**Task description**
List each line of the data that holds the string "instrument".

**Dataset extract**
▼

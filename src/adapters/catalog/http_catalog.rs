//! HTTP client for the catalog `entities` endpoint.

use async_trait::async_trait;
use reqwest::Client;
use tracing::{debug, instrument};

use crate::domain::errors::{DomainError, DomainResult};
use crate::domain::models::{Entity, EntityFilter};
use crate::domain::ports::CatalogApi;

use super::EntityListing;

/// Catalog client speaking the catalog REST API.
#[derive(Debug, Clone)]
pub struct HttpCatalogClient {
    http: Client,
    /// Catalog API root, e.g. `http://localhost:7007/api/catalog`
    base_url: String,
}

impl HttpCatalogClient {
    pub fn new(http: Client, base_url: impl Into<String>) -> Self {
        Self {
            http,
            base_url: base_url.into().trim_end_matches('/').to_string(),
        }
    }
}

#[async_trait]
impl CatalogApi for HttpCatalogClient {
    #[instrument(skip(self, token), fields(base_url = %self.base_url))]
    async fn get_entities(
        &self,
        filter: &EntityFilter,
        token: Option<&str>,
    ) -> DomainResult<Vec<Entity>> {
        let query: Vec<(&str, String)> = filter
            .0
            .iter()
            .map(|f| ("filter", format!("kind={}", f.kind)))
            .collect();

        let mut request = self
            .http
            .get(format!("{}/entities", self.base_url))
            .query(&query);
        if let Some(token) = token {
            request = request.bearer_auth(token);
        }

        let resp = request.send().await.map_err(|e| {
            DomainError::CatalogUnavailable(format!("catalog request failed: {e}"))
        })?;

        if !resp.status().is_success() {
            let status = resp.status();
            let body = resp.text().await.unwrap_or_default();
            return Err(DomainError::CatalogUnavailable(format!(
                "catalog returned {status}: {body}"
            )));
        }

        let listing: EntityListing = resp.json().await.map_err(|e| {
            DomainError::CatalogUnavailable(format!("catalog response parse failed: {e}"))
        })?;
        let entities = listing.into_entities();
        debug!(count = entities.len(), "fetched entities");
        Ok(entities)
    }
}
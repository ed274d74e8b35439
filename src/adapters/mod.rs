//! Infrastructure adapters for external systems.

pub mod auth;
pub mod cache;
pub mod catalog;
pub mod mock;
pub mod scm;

▲
▼

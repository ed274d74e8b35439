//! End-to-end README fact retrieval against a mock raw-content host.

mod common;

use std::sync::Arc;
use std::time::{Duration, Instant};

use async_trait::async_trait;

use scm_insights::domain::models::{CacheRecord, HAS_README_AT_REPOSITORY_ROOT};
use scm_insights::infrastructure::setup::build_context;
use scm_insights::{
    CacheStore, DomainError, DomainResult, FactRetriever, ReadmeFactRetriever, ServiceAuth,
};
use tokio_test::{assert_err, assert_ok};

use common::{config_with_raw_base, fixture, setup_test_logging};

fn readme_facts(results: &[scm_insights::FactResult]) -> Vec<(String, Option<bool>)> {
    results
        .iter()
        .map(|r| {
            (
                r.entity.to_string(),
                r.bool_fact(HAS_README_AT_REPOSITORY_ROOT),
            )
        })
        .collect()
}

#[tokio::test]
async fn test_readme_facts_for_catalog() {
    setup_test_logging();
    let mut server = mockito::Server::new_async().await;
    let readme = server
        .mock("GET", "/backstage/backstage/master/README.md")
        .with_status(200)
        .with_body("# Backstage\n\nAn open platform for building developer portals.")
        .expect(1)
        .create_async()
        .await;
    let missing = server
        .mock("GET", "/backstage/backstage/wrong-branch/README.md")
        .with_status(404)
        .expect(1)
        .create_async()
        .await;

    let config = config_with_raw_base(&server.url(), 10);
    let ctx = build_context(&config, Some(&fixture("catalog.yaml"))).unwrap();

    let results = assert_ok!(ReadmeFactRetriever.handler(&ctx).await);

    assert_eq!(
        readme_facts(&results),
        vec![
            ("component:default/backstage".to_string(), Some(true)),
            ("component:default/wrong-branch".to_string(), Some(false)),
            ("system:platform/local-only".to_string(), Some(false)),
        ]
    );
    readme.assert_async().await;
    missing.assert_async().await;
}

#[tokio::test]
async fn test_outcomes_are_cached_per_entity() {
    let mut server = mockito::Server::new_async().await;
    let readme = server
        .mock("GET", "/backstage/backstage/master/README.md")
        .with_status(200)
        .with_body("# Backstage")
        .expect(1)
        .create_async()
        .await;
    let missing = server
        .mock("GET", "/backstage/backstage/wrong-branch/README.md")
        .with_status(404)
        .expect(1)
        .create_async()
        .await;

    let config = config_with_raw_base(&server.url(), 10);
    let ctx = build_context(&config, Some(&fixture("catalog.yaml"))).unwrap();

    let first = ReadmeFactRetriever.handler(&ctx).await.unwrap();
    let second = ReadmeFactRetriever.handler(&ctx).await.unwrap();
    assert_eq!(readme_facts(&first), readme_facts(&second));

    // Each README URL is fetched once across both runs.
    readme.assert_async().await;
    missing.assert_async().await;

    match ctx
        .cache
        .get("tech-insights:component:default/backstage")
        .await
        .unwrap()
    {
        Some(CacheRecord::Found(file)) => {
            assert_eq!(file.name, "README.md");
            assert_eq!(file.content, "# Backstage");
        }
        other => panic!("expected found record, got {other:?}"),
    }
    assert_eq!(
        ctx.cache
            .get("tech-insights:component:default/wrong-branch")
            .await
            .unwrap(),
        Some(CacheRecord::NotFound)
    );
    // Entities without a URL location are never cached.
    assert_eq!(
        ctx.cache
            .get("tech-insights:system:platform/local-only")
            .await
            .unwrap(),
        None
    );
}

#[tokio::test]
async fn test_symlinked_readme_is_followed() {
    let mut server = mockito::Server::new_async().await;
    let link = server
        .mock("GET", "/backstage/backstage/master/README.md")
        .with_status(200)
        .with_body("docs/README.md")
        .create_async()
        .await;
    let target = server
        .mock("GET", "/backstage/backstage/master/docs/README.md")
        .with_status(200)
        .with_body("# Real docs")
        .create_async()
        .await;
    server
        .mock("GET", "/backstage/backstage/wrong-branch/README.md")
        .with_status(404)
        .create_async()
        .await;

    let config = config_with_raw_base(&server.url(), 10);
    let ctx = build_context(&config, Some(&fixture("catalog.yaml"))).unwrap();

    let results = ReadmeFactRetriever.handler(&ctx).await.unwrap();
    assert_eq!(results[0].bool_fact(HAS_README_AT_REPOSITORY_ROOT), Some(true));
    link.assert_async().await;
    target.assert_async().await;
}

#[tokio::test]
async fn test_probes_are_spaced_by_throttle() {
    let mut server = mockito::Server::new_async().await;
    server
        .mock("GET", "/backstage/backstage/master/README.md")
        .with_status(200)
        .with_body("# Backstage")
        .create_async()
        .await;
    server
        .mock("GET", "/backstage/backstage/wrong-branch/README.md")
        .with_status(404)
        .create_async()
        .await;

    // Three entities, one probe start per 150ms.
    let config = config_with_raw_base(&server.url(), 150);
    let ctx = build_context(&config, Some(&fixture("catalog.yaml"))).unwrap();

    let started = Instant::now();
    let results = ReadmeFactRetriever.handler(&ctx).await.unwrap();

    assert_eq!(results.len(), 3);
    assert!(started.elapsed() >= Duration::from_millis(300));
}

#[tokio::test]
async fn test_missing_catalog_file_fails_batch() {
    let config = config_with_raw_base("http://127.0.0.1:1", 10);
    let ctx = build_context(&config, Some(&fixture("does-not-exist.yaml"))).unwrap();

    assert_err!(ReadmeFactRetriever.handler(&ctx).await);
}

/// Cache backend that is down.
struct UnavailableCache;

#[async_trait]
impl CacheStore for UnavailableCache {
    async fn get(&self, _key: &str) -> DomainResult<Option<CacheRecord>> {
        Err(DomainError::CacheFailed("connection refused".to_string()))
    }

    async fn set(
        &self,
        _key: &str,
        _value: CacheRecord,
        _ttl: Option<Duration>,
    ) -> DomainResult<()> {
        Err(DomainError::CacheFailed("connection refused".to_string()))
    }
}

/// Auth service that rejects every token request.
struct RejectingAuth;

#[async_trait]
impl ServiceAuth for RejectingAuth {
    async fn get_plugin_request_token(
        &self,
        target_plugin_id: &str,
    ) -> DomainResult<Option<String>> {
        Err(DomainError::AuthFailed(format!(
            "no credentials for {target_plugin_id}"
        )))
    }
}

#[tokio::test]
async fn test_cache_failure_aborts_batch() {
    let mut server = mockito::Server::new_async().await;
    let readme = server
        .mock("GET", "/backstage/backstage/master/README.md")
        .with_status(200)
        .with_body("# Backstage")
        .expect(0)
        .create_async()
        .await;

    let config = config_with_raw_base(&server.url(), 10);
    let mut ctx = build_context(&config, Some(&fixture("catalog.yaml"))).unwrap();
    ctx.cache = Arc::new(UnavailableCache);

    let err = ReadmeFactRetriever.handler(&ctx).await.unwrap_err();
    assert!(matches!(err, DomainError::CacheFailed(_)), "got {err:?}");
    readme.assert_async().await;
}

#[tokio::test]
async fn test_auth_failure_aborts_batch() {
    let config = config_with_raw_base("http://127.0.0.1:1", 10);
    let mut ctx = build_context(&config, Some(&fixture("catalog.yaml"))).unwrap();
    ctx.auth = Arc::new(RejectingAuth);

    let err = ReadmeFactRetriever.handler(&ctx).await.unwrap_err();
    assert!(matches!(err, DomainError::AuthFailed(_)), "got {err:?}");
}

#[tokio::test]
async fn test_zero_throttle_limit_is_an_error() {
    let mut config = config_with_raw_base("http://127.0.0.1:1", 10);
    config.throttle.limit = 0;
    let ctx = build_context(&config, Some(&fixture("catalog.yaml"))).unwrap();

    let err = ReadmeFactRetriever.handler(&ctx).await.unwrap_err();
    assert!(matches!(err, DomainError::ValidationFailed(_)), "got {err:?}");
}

▲

**Solved problem**
use tracing::{debug, instrument};
    #[instrument(skip(self, token), fields(base_url = %self.base_url))]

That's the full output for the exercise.